Abstract Background Transcriptome expression variations and abnormalities in peptides and proteins play a crucial role in phenotypic differences. RNA-seq data provides valuable insights for identifying disease-causing mutations. However, traditional RNA-seq analysis techniques heavily rely on reference sequences and alignment procedures, limiting their effectiveness. In this study, we employed k-mer technology to overcome these constraints and comprehensively identify pathogenic mutations. Methods Our investigation focused specifically on individuals diagnosed with stomach adenocarcinoma (STAD). By leveraging k-mer technology, we were able to detect frequent alterations occurring in various genomic elements and post-transcriptional modifications. We also explored the significance of previously overlooked events in typical transcriptomics pipelines, which may serve as potential indicators for tumor prediction, prognosis, tumor neoantigen prediction, and their correlation with the immune microenvironment.

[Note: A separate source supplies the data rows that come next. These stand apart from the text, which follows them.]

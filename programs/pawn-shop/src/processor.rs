use solana_program::{
    account_info::{next_account_info, AccountInfo},
    entrypoint::ProgramResult,
    msg,
    program::invoke_signed,
    program_error::ProgramError,
    pubkey::Pubkey,
    system_instruction, system_program,
    sysvar::{clock::Clock, rent::Rent, Sysvar},
};

use crate::{
    constants::{DEFAULT_FEE_RATE_BPS, MILLISECONDS_PER_SECOND},
    custody::{cpi::CpiRuntime, metadata},
    engine::{PawnShopEngine, UnderwriteOffer},
    error::PawnShopError,
    instruction::PawnShopInstruction,
    pda::{as_seed_slices, AdminPDA, PawnLoanPDA},
    state::{AdminConfig, LoanTerms, PawnLoan},
};

pub struct Processor;

impl Processor {
    pub fn process(
        program_id: &Pubkey,
        accounts: &[AccountInfo],
        instruction_data: &[u8],
    ) -> ProgramResult {
        let instruction = PawnShopInstruction::unpack(instruction_data)?;

        match instruction {
            PawnShopInstruction::InitializeAdmin {
                fee_collector,
                fee_rate_bps,
            } => {
                msg!("Instruction: InitializeAdmin");
                process_initialize_admin(program_id, accounts, fee_collector, fee_rate_bps)
            }

            PawnShopInstruction::UpdateAdmin {
                fee_collector,
                fee_rate_bps,
            } => {
                msg!("Instruction: UpdateAdmin");
                process_update_admin(program_id, accounts, fee_collector, fee_rate_bps)
            }

            PawnShopInstruction::RequestLoan { desired_terms } => {
                msg!("Instruction: RequestLoan");
                process_request_loan(program_id, accounts, desired_terms)
            }

            PawnShopInstruction::UnderwriteLoan {
                expected_terms,
                expected_pawn_mint,
                expected_pawn_amount,
            } => {
                msg!("Instruction: UnderwriteLoan");
                let offer = UnderwriteOffer {
                    terms: expected_terms,
                    pawn_mint: expected_pawn_mint,
                    pawn_amount: expected_pawn_amount,
                };
                process_underwrite_loan(program_id, accounts, &offer)
            }

            PawnShopInstruction::RepayLoan => {
                msg!("Instruction: RepayLoan");
                process_repay_loan(program_id, accounts)
            }

            PawnShopInstruction::SeizePawn => {
                msg!("Instruction: SeizePawn");
                process_seize_pawn(program_id, accounts)
            }

            PawnShopInstruction::CancelLoan => {
                msg!("Instruction: CancelLoan");
                process_cancel_loan(program_id, accounts)
            }

            PawnShopInstruction::WithdrawFees { currency } => {
                msg!("Instruction: WithdrawFees");
                process_withdraw_fees(program_id, accounts, &currency)
            }
        }
    }
}

fn process_initialize_admin(
    program_id: &Pubkey,
    accounts: &[AccountInfo],
    fee_collector: Pubkey,
    fee_rate_bps: Option<u16>,
) -> ProgramResult {
    let account_info_iter = &mut accounts.iter();

    let authority_info = next_account_info(account_info_iter)?;
    let admin_info = next_account_info(account_info_iter)?;
    let system_program_info = next_account_info(account_info_iter)?;

    check_signer(authority_info)?;
    check_program(system_program_info, &system_program::id())?;

    let (admin_key, bump) = AdminPDA::derive(program_id);
    if *admin_info.key != admin_key {
        return Err(PawnShopError::InvalidPda.into());
    }
    if !admin_info.data_is_empty() {
        return Err(PawnShopError::AccountAlreadyInitialized.into());
    }

    let config = AdminConfig::new(
        *authority_info.key,
        fee_collector,
        fee_rate_bps.unwrap_or(DEFAULT_FEE_RATE_BPS),
        bump,
    );
    config.validate()?;

    let seeds = AdminPDA::seeds(bump);
    create_program_account(
        program_id,
        authority_info,
        admin_info,
        system_program_info,
        AdminConfig::LEN,
        &as_seed_slices(&seeds),
    )?;

    config.pack(&mut admin_info.data.borrow_mut()[..])?;

    msg!(
        "Admin initialized: authority {}, collector {}, fee rate {} bps",
        config.authority,
        config.fee_collector,
        config.fee_rate_bps
    );

    Ok(())
}

fn process_update_admin(
    program_id: &Pubkey,
    accounts: &[AccountInfo],
    fee_collector: Option<Pubkey>,
    fee_rate_bps: Option<u16>,
) -> ProgramResult {
    let account_info_iter = &mut accounts.iter();

    let authority_info = next_account_info(account_info_iter)?;
    let admin_info = next_account_info(account_info_iter)?;

    check_signer(authority_info)?;
    let mut config = load_admin(program_id, admin_info)?;

    PawnShopEngine::update_admin(&mut config, authority_info.key, fee_collector, fee_rate_bps)?;

    config.pack(&mut admin_info.data.borrow_mut()[..])
}

fn process_request_loan(
    program_id: &Pubkey,
    accounts: &[AccountInfo],
    desired_terms: LoanTerms,
) -> ProgramResult {
    let account_info_iter = &mut accounts.iter();

    let base_info = next_account_info(account_info_iter)?;
    let loan_info = next_account_info(account_info_iter)?;
    let borrower_info = next_account_info(account_info_iter)?;
    let pawn_token_account_info = next_account_info(account_info_iter)?;
    let _pawn_mint_info = next_account_info(account_info_iter)?;
    let _edition_info = next_account_info(account_info_iter)?;
    let metadata_program_info = next_account_info(account_info_iter)?;
    let token_program_info = next_account_info(account_info_iter)?;
    let system_program_info = next_account_info(account_info_iter)?;

    check_signer(base_info)?;
    check_signer(borrower_info)?;
    check_program(metadata_program_info, &metadata::id())?;
    check_program(token_program_info, &spl_token::id())?;
    check_program(system_program_info, &system_program::id())?;

    let (loan_key, bump) = PawnLoanPDA::derive(program_id, base_info.key);
    if *loan_info.key != loan_key {
        return Err(PawnShopError::InvalidPda.into());
    }
    if !loan_info.data_is_empty() {
        return Err(PawnShopError::AccountAlreadyInitialized.into());
    }

    let seeds = PawnLoanPDA::seeds(base_info.key, bump);
    let signer_seeds = as_seed_slices(&seeds);
    let mut runtime = CpiRuntime::new(program_id, accounts).with_signer(loan_key, &signer_seeds);

    let loan = PawnShopEngine::request_loan(
        &mut runtime,
        &loan_key,
        bump,
        base_info.key,
        borrower_info.key,
        pawn_token_account_info.key,
        desired_terms,
        current_time_ms()?,
    )?;

    create_program_account(
        program_id,
        borrower_info,
        loan_info,
        system_program_info,
        PawnLoan::LEN,
        &signer_seeds,
    )?;

    loan.pack(&mut loan_info.data.borrow_mut()[..])
}

fn process_underwrite_loan(
    program_id: &Pubkey,
    accounts: &[AccountInfo],
    offer: &UnderwriteOffer,
) -> ProgramResult {
    let account_info_iter = &mut accounts.iter();

    let loan_info = next_account_info(account_info_iter)?;
    let pawn_token_account_info = next_account_info(account_info_iter)?;
    let lender_info = next_account_info(account_info_iter)?;
    let lender_payment_info = next_account_info(account_info_iter)?;
    let borrower_payment_info = next_account_info(account_info_iter)?;
    let token_program_info = next_account_info(account_info_iter)?;
    let system_program_info = next_account_info(account_info_iter)?;

    check_signer(lender_info)?;
    check_program(token_program_info, &spl_token::id())?;
    check_program(system_program_info, &system_program::id())?;

    let mut loan = load_loan(program_id, loan_info)?;
    let mut runtime = CpiRuntime::new(program_id, accounts);

    PawnShopEngine::underwrite_loan(
        &mut runtime,
        loan_info.key,
        &mut loan,
        pawn_token_account_info.key,
        lender_info.key,
        lender_payment_info.key,
        borrower_payment_info.key,
        offer,
        current_time_ms()?,
    )?;

    loan.pack(&mut loan_info.data.borrow_mut()[..])
}

fn process_repay_loan(program_id: &Pubkey, accounts: &[AccountInfo]) -> ProgramResult {
    let account_info_iter = &mut accounts.iter();

    let loan_info = next_account_info(account_info_iter)?;
    let pawn_token_account_info = next_account_info(account_info_iter)?;
    let _pawn_mint_info = next_account_info(account_info_iter)?;
    let _edition_info = next_account_info(account_info_iter)?;
    let borrower_info = next_account_info(account_info_iter)?;
    let borrower_payment_info = next_account_info(account_info_iter)?;
    let lender_payment_info = next_account_info(account_info_iter)?;
    let admin_info = next_account_info(account_info_iter)?;
    let admin_payment_info = next_account_info(account_info_iter)?;
    let metadata_program_info = next_account_info(account_info_iter)?;
    let token_program_info = next_account_info(account_info_iter)?;
    let system_program_info = next_account_info(account_info_iter)?;

    check_signer(borrower_info)?;
    check_program(metadata_program_info, &metadata::id())?;
    check_program(token_program_info, &spl_token::id())?;
    check_program(system_program_info, &system_program::id())?;

    let mut loan = load_loan(program_id, loan_info)?;
    let admin = load_admin(program_id, admin_info)?;

    let seeds = PawnLoanPDA::seeds(&loan.base, loan.bump);
    let mut runtime =
        CpiRuntime::new(program_id, accounts).with_signer(*loan_info.key, &as_seed_slices(&seeds));

    PawnShopEngine::repay_loan(
        &mut runtime,
        loan_info.key,
        &mut loan,
        admin_info.key,
        &admin,
        borrower_info.key,
        pawn_token_account_info.key,
        borrower_payment_info.key,
        lender_payment_info.key,
        admin_payment_info.key,
        current_time_ms()?,
    )?;

    loan.pack(&mut loan_info.data.borrow_mut()[..])
}

fn process_seize_pawn(program_id: &Pubkey, accounts: &[AccountInfo]) -> ProgramResult {
    let account_info_iter = &mut accounts.iter();

    let loan_info = next_account_info(account_info_iter)?;
    let pawn_token_account_info = next_account_info(account_info_iter)?;
    let _pawn_mint_info = next_account_info(account_info_iter)?;
    let _edition_info = next_account_info(account_info_iter)?;
    let lender_info = next_account_info(account_info_iter)?;
    let lender_pawn_token_account_info = next_account_info(account_info_iter)?;
    let metadata_program_info = next_account_info(account_info_iter)?;
    let token_program_info = next_account_info(account_info_iter)?;

    check_signer(lender_info)?;
    check_program(metadata_program_info, &metadata::id())?;
    check_program(token_program_info, &spl_token::id())?;

    let mut loan = load_loan(program_id, loan_info)?;

    let seeds = PawnLoanPDA::seeds(&loan.base, loan.bump);
    let mut runtime =
        CpiRuntime::new(program_id, accounts).with_signer(*loan_info.key, &as_seed_slices(&seeds));

    PawnShopEngine::seize_pawn(
        &mut runtime,
        loan_info.key,
        &mut loan,
        lender_info.key,
        pawn_token_account_info.key,
        lender_pawn_token_account_info.key,
        current_time_ms()?,
    )?;

    loan.pack(&mut loan_info.data.borrow_mut()[..])
}

fn process_cancel_loan(program_id: &Pubkey, accounts: &[AccountInfo]) -> ProgramResult {
    let account_info_iter = &mut accounts.iter();

    let loan_info = next_account_info(account_info_iter)?;
    let pawn_token_account_info = next_account_info(account_info_iter)?;
    let _pawn_mint_info = next_account_info(account_info_iter)?;
    let _edition_info = next_account_info(account_info_iter)?;
    let borrower_info = next_account_info(account_info_iter)?;
    let metadata_program_info = next_account_info(account_info_iter)?;
    let token_program_info = next_account_info(account_info_iter)?;

    check_signer(borrower_info)?;
    check_program(metadata_program_info, &metadata::id())?;
    check_program(token_program_info, &spl_token::id())?;

    let loan = load_loan(program_id, loan_info)?;

    let seeds = PawnLoanPDA::seeds(&loan.base, loan.bump);
    let mut runtime =
        CpiRuntime::new(program_id, accounts).with_signer(*loan_info.key, &as_seed_slices(&seeds));

    PawnShopEngine::cancel_loan(
        &mut runtime,
        loan_info.key,
        &loan,
        borrower_info.key,
        pawn_token_account_info.key,
    )?;

    close_account(loan_info, borrower_info)
}

fn process_withdraw_fees(
    program_id: &Pubkey,
    accounts: &[AccountInfo],
    currency: &Pubkey,
) -> ProgramResult {
    let account_info_iter = &mut accounts.iter();

    let fee_collector_info = next_account_info(account_info_iter)?;
    let admin_info = next_account_info(account_info_iter)?;
    let fee_account_info = next_account_info(account_info_iter)?;
    let destination_info = next_account_info(account_info_iter)?;
    let token_program_info = next_account_info(account_info_iter)?;
    let system_program_info = next_account_info(account_info_iter)?;

    check_signer(fee_collector_info)?;
    check_program(token_program_info, &spl_token::id())?;
    check_program(system_program_info, &system_program::id())?;

    let admin = load_admin(program_id, admin_info)?;

    let seeds = AdminPDA::seeds(admin.bump);
    let mut runtime =
        CpiRuntime::new(program_id, accounts).with_signer(*admin_info.key, &as_seed_slices(&seeds));

    PawnShopEngine::withdraw_fees(
        &mut runtime,
        admin_info.key,
        &admin,
        fee_collector_info.key,
        currency,
        fee_account_info.key,
        destination_info.key,
    )?;

    Ok(())
}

Additionally, we considered the impact of unannotated long intergenic non-coding RNA, newly discovered splice variants, repetitive sequences, and pathogenic microbial RNA on understanding STAD. Results By utilizing our method, which does not depend on a reference sequence or mapping, we anticipate simplifying the analysis of differential RNA-seq in tumor/normal sample collections. This approach offers a more comprehensive framework for evaluating crucial cancer-related occurrences and addresses the limitations of traditional techniques. Conclusion The application of k-mer technology in analyzing RNA-seq data provides a robust platform for identifying disease-causing mutations in STAD patients. Our method offers a promising alternative to traditional approaches by incorporating unannotated elements and overcoming reference-dependent constraints. The comprehensive insights gained from this analysis have implications for tumor prediction, prognosis, tumor neoantigen prediction, and understanding the immune microenvironment in STAD.